## RECORDS FOR THE TASK
----
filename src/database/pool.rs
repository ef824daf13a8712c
use crate::config::get_config;
use crate::error::Result;
use sqlx::{postgres::PgPoolOptions, PgPool};

pub async fn create_pool() -> Result<PgPool> {
    let config = get_config();
    let pool = PgPoolOptions::new()
        .max_connections(config.database_max_connections)
        .acquire_timeout(std::time::Duration::from_secs(30))
        .connect(&config.database_url)
        .await?;
    Ok(pool)
}
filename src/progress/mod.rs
//! Progress reporting
//!
//! Terminal progress bars for long sync runs.

mod reporter;

pub use reporter::*;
----
## WHAT TO DO
Copy each line of the entries exactly.

## SOLVED PROBLEM
filename src/database/pool.rs
repository ef824daf13a8712c
use crate::config::get_config;
use crate::error::Result;
use sqlx::{postgres::PgPoolOptions, PgPool};

pub async fn create_pool() -> Result<PgPool> {
    let config = get_config();
    let pool = PgPoolOptions::new()
        .max_connections(config.database_max_connections)
        .acquire_timeout(std::time::Duration::from_secs(30))
        .connect(&config.database_url)
        .await?;
    Ok(pool)
}
filename src/progress/mod.rs
//! Progress reporting
//!
//! Terminal progress bars for long sync runs.

mod reporter;

pub use reporter::*;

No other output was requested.